The court dismissed the application for judicial review of the validity of the 1997 Regulations.

The applicants, aged six and seven, had lived with their paternal grandparents since care orders were made in September 1996. Their parents were unable to offer them satisfactory or appropriate care.

Care orders were felt to be necessary because they would give the local authority control of such matters as access arrangements. Because there were care orders the grandparents had to be approved as foster-parents.

The social services and the guardian ad litem fully supported the care orders as being in the applicants' best interests, although they were aware that the grandfather had been convicted in 1962 of unlawful sexual intercourse with a 15-year-old girl.

However, in October 1997 the Children (Protection from Offenders) (Miscellaneous Amendments) Regulations 1997 had come into force. Those regulations left local authorities and adoption agencies with no discretion to permit individuals to act as foster-parents if they had been convicted of or cautioned for certain specified offences, including the offence of which the grandfather had been convicted. The local authority could not, therefore, permit the applicants to remain with the grandparents under the aegis of care orders.

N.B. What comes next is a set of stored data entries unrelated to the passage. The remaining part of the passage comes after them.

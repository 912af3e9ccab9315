mod config;
mod player;
mod ui;

use crate::config::{Path, RunArgs};
use crate::player::Player;
use crate::ui::App;
use anyhow::Result;
use crossterm::terminal::{enable_raw_mode, EnterAlternateScreen};
use crossterm::{event, execute};
use lazy_static::lazy_static;
use log::error;
use lyric_client::LyricClient;
use lyric_core::Lyrics;
use ratatui::backend::CrosstermBackend;
use ratatui::Terminal;
use std::fs;
use std::io;
use std::sync::Arc;
use std::time::Duration;
use tokio::sync::Mutex;

const POLL_DURATION: Duration = Duration::from_millis(100);

lazy_static! {
    static ref PATH_CONFIG: Path = Path::new();
    static ref PLAYER: Arc<Mutex<Player>> = Arc::new(Mutex::new(Player::new()));
}

#[tokio::main]
async fn main() -> Result<()> {
    env_logger::init();

    let args = RunArgs::parse(std::env::args().skip(1))?;

    // 先装载歌词再进入终端界面；获取失败只表现为"无歌词"
    let (title, lyrics) = load_lyrics(&args).await;
    PLAYER.lock().await.load(title, lyrics);

    let mut app = App::new(create_terminal()?);

    loop {
        // 先执行 update_model()，再执行 handle_event()
        app.update_model().await?;

        if event::poll(POLL_DURATION)? {
            if !app.handle_event().await? {
                return app.restore_terminal();
            }
        }

        // 渲染
        app.draw()?;
    }
}

async fn load_lyrics(args: &RunArgs) -> (String, Lyrics) {
    match args {
        RunArgs::File {
            primary,
            translation,
        } => {
            let raw_primary = fs::read_to_string(primary).unwrap_or_else(|err| {
                error!("failed to read {:?}: {}", primary, err);
                String::new()
            });
            let raw_translation = translation
                .as_ref()
                .and_then(|path| fs::read_to_string(path).ok());

            let title = primary
                .file_stem()
                .map(|stem| stem.to_string_lossy().into_owned())
                .unwrap_or_default();

            (title, lyric_core::parse(&raw_primary, raw_translation.as_deref()))
        }
        RunArgs::Remote {
            provider,
            id,
            api_url,
        } => {
            let client = LyricClient::new(api_url.clone(), PATH_CONFIG.lyrics.clone());
            let lyrics = client
                .get_song_lyrics(*provider, id)
                .await
                .unwrap_or_else(|err| {
                    error!("failed to fetch lyrics for {}:{}: {}", provider.as_str(), id, err);
                    Lyrics::default()
                });

            (format!("{}:{}", provider.as_str(), id), lyrics)
        }
    }
}

fn create_terminal() -> Result<Terminal<CrosstermBackend<io::Stdout>>> {
    enable_raw_mode()?;
    let mut stdout = io::stdout();
    execute!(stdout, EnterAlternateScreen)?;
    let backend = CrosstermBackend::new(stdout);
    let terminal = Terminal::new(backend)?;

    Ok(terminal)
}
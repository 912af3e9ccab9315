//! 歌词获取客户端
//!
//! 负责从 Meting 兼容的歌词 API 拉取主歌词与翻译歌词原文，
//! 交给 `lyric-core` 解析，并把解析结果缓存到本地。
//! 网络或上游数据异常一律退化为"无歌词"，不会让调用方崩溃。

use anyhow::{anyhow, Result};
use log::{debug, error};
use lyric_core::Lyrics;
use reqwest::{Client, ClientBuilder};
use serde_json::Value;
use std::fs;
use std::fs::File;
use std::io::{Read, Write};
use std::path::PathBuf;
use std::str::FromStr;

/// 歌词源
#[derive(Debug, Clone, Copy, PartialEq, Eq)]
pub enum Provider {
    Netease,
    Tencent,
    Kugou,
    Baidu,
    Kuwo,
}

impl Provider {
    pub fn as_str(&self) -> &'static str {
        match self {
            Provider::Netease => "netease",
            Provider::Tencent => "tencent",
            Provider::Kugou => "kugou",
            Provider::Baidu => "baidu",
            Provider::Kuwo => "kuwo",
        }
    }
}

impl FromStr for Provider {
    type Err = anyhow::Error;

    fn from_str(s: &str) -> Result<Self> {
        match s {
            "netease" => Ok(Provider::Netease),
            "tencent" => Ok(Provider::Tencent),
            "kugou" => Ok(Provider::Kugou),
            "baidu" => Ok(Provider::Baidu),
            "kuwo" => Ok(Provider::Kuwo),
            other => Err(anyhow!("unknown provider: {}", other)),
        }
    }
}

pub struct LyricClient {
    http_client: Client,
    api_url: String,
    lyrics_path: PathBuf,
}

impl LyricClient {
    pub fn new(api_url: String, lyrics_path: PathBuf) -> Self {
        Self {
            http_client: ClientBuilder::new()
                .no_proxy()
                .build()
                .expect("failed to build HTTP client"),
            api_url,
            lyrics_path,
        }
    }

    /// 获取一首歌的歌词
    ///
    /// 优先读本地缓存；缓存未命中时请求 API，解析后写回缓存。
    /// 上游缺失 `lrc`/`tlyric` 字段时按空文本处理，返回空歌词而非报错
    pub async fn get_song_lyrics(&self, provider: Provider, song_id: &str) -> Result<Lyrics> {
        if let Ok(lyrics) = self.try_read_lyrics_cache(provider, song_id) {
            return Ok(lyrics);
        }

        let lyric_response = self
            .http_client
            .get(&self.api_url)
            .query(&[
                ("server", provider.as_str()),
                ("type", "lyric"),
                ("id", song_id),
            ])
            .send()
            .await?;

        let envelope: Value = serde_json::from_slice(&lyric_response.bytes().await?)?;
        let (lyric_text, trans_lyric_text) = extract_lyric_texts(&envelope);

        let lyrics = lyric_core::parse(&lyric_text, Some(trans_lyric_text.as_str()));

        debug!(
            "fetched lyrics for {}:{}, {} lines",
            provider.as_str(),
            song_id,
            lyrics.lines.len()
        );

        self.store_lyrics_cache(provider, song_id, &lyrics);

        Ok(lyrics)
    }
}

/// private
impl LyricClient {
    fn cache_file(&self, provider: Provider, song_id: &str) -> PathBuf {
        self.lyrics_path
            .join(format!("{}-{}.lyrics", provider.as_str(), song_id))
    }

    /// 缓存歌词
    fn store_lyrics_cache(&self, provider: Provider, song_id: &str, lyrics: &Lyrics) {
        match serde_json::to_string(lyrics) {
            Ok(lyrics_json) => match fs::OpenOptions::new()
                .write(true)
                .create(true)
                .truncate(true)
                .open(self.cache_file(provider, song_id))
            {
                Ok(mut lyrics_file) => match lyrics_file.write_all(lyrics_json.as_bytes()) {
                    Ok(_) => debug!("lyrics stored at {:?}", &self.lyrics_path),
                    Err(err) => {
                        error!("failed to store lyrics at {:?}: {}", &self.lyrics_path, err)
                    }
                },
                Err(err) => error!("{:?}", err),
            },
            Err(err) => error!("failed to serialize lyrics: {}", err),
        }
    }

    /// 读歌词缓存
    fn try_read_lyrics_cache(&self, provider: Provider, song_id: &str) -> Result<Lyrics> {
        let mut lyrics_json = String::new();
        File::open(self.cache_file(provider, song_id))?.read_to_string(&mut lyrics_json)?;

        let lyrics: Lyrics = serde_json::from_str(&lyrics_json)?;
        debug!("lyrics cache hit for {}:{}", provider.as_str(), song_id);

        Ok(lyrics)
    }
}

/// 从 API 返回的 JSON 里取出主歌词与翻译歌词原文
///
/// 兼容两种常见包裹格式：
/// 网易云式 `{"lrc":{"lyric":...},"tlyric":{"lyric":...}}`
/// 与 Meting 式 `{"lyric":...,"tlyric":...}`；字段缺失按空文本处理
fn extract_lyric_texts(envelope: &Value) -> (String, String) {
    let lyric_text = envelope["lrc"]["lyric"]
        .as_str()
        .or_else(|| envelope["lyric"].as_str())
        .or_else(|| envelope["lrc"].as_str())
        .unwrap_or("")
        .to_string();

    let trans_lyric_text = envelope["tlyric"]["lyric"]
        .as_str()
        .or_else(|| envelope["tlyric"].as_str())
        .unwrap_or("")
        .to_string();

    (lyric_text, trans_lyric_text)
}

#[cfg(test)]
mod tests {
    use super::*;
    use serde_json::json;

    #[test]
    fn test_extract_netease_envelope() {
        let envelope = json!({
            "lrc": { "lyric": "[00:01.00]Hello" },
            "tlyric": { "lyric": "[00:01.00]你好" },
        });
        let (lyric, tlyric) = extract_lyric_texts(&envelope);
        assert_eq!(lyric, "[00:01.00]Hello");
        assert_eq!(tlyric, "[00:01.00]你好");
    }

    #[test]
    fn test_extract_meting_envelope() {
        let envelope = json!({
            "lyric": "[00:01.00]Hello",
            "tlyric": "[00:01.00]你好",
        });
        let (lyric, tlyric) = extract_lyric_texts(&envelope);
        assert_eq!(lyric, "[00:01.00]Hello");
        assert_eq!(tlyric, "[00:01.00]你好");
    }

    #[test]
    fn test_extract_missing_fields_degrade_to_empty() {
        let envelope = json!({ "error": "not found" });
        let (lyric, tlyric) = extract_lyric_texts(&envelope);
        assert_eq!(lyric, "");
        assert_eq!(tlyric, "");
        // 空文本解析出空歌词，调用方视为"无歌词"
        assert!(lyric_core::parse(&lyric, Some(tlyric.as_str())).is_empty());
    }

    #[test]
    fn test_lyrics_cache_roundtrip() {
        let cache_dir = tempfile::tempdir().expect("tempdir");
        let client = LyricClient::new(
            "http://localhost:3000/api".to_string(),
            cache_dir.path().to_path_buf(),
        );

        let lyrics = lyric_core::parse("[00:01.00]Hello", Some("[00:01.10]你好"));
        client.store_lyrics_cache(Provider::Netease, "12345", &lyrics);

        let cached = client
            .try_read_lyrics_cache(Provider::Netease, "12345")
            .expect("cache should hit");
        assert_eq!(cached, lyrics);

        // 其他歌不命中
        assert!(client
            .try_read_lyrics_cache(Provider::Netease, "67890")
            .is_err());
    }

    #[test]
    fn test_provider_parse() {
        assert_eq!("netease".parse::<Provider>().unwrap(), Provider::Netease);
        assert_eq!("tencent".parse::<Provider>().unwrap(), Provider::Tencent);
        assert!("spotify".parse::<Provider>().is_err());
    }
}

Richard Gordon QC (Harmon and Harmon, Canterbury) for the applicants; Nigel Pleming QC (Treasury Solicitor) for the Secretary of State; Dermot Main Thompson (Solicitor, Kent County Council) for the local authority.

Mr Justice Scott Baker said that counsel for the applicants had argued that the regulations were ultra vires, because the Secretary of State had no power to make rules that were capable of limiting or restricting the effectiveness of the principle that the welfare of the individual child, subject to any relevant decision making process, must be promoted and safeguarded, or that prevented the court, local authorities, or adoption agencies from exercising their functions under the Children Act 1989 and the Adoption Act 1976.

It was submitted for the applicants that the regulations did not permit any discretion to be exercised by local authorities in placing children with foster-parents when a relevant person had a conviction or caution for a specified offence.

On behalf of the Secretary of State it had been submitted that in so far as there was a general parliamentary purpose to be extracted from the primary legislation, namely the protection and welfare of children, it was plain that the regulations had been enacted with the sole intention of furthering that wider purpose.

There was no collision between the regulations and the wider purpose of the Children Act and the Adoption Act. The common thread which ran through the law relating to children was that those who were charged with making a decision about a child's future should treat that child's welfare as its paramount consideration.

However, decision makers could only operate within the confines of the relevant legislation. Because Parliament had detected that certain offenders presented a risk to children if they were foster- or adoptive parents, it was entitled to rule them out as a group from fostering or adopting children, and to so in the form of secondary legislation. The legislators were entitled to conclude as a matter of policy that the good of the many should prevail over the detriment to the few.